__WHAT TO DO__.
The line containing "pub fn target(project: &str, role: AgentRole)" marks the start, and the last line of the records below marks the end. Print that run exactly and nothing else.

__EXTRACTED DATA__.
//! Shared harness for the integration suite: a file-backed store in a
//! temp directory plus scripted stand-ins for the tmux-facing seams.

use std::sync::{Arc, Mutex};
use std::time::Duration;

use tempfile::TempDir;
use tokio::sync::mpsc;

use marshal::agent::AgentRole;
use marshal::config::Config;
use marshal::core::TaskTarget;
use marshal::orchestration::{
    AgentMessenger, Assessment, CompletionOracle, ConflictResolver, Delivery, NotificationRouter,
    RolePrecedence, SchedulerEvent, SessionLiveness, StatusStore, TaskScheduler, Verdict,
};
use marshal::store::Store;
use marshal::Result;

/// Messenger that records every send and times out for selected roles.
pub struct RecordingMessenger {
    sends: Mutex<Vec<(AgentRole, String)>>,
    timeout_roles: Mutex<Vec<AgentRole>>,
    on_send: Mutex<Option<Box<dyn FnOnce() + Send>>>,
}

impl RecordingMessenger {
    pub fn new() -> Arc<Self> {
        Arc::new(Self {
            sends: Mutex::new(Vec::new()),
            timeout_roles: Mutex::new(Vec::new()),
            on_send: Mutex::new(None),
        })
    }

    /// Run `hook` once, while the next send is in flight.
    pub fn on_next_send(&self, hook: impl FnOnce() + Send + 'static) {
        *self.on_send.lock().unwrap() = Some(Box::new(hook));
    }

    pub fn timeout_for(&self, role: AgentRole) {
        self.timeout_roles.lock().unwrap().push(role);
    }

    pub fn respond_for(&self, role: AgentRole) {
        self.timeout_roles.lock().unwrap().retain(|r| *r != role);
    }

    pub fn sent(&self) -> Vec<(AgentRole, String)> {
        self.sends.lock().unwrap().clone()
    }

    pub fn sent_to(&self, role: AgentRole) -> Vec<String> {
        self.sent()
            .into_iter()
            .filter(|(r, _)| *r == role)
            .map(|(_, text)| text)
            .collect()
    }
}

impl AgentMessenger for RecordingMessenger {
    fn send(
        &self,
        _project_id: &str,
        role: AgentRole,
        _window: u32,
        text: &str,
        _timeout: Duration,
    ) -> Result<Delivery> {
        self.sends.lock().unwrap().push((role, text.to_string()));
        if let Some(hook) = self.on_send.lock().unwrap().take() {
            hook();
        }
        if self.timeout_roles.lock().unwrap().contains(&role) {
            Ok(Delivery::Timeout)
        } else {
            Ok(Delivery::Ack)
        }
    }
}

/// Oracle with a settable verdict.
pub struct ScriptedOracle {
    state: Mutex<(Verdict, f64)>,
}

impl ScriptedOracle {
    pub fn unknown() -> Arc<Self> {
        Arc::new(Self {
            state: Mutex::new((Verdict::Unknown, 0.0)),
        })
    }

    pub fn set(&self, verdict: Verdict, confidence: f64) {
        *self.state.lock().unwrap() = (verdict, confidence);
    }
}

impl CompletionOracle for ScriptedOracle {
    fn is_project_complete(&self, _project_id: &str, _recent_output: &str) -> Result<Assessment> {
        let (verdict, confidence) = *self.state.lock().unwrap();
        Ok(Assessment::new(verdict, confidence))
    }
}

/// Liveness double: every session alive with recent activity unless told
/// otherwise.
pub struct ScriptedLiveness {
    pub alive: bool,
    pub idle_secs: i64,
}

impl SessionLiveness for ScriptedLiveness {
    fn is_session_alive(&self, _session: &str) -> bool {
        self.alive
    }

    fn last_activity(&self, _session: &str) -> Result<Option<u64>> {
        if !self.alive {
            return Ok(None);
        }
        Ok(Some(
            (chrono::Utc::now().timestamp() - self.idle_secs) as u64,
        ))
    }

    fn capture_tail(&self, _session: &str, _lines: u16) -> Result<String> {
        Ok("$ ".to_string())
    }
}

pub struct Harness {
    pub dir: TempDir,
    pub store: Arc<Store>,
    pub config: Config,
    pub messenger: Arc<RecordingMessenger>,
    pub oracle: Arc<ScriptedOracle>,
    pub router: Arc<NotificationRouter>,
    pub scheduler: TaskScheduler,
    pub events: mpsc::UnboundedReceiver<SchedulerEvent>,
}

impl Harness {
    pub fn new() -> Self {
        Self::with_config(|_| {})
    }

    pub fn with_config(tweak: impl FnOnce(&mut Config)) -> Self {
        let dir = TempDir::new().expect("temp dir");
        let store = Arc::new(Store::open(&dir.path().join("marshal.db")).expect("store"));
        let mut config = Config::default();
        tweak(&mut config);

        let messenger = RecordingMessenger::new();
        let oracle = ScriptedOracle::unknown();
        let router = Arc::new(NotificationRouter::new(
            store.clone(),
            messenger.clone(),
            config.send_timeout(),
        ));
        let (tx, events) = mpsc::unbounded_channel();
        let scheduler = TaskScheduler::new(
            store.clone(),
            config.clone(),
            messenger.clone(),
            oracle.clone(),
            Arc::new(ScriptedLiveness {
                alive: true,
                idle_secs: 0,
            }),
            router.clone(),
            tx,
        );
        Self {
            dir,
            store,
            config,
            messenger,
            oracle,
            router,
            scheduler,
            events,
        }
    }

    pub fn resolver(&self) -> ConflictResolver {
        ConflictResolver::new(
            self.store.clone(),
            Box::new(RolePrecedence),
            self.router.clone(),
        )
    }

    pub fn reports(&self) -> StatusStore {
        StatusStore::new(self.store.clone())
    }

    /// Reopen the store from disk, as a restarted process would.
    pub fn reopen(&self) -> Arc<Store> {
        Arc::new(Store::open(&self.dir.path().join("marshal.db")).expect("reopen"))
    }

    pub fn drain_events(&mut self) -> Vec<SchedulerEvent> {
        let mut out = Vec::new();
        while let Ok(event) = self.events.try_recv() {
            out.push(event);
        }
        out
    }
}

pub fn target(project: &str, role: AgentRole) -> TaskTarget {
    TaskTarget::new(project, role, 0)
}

__YOUR SOLUTION__.
pub fn target(project: &str, role: AgentRole) -> TaskTarget {
    TaskTarget::new(project, role, 0)
}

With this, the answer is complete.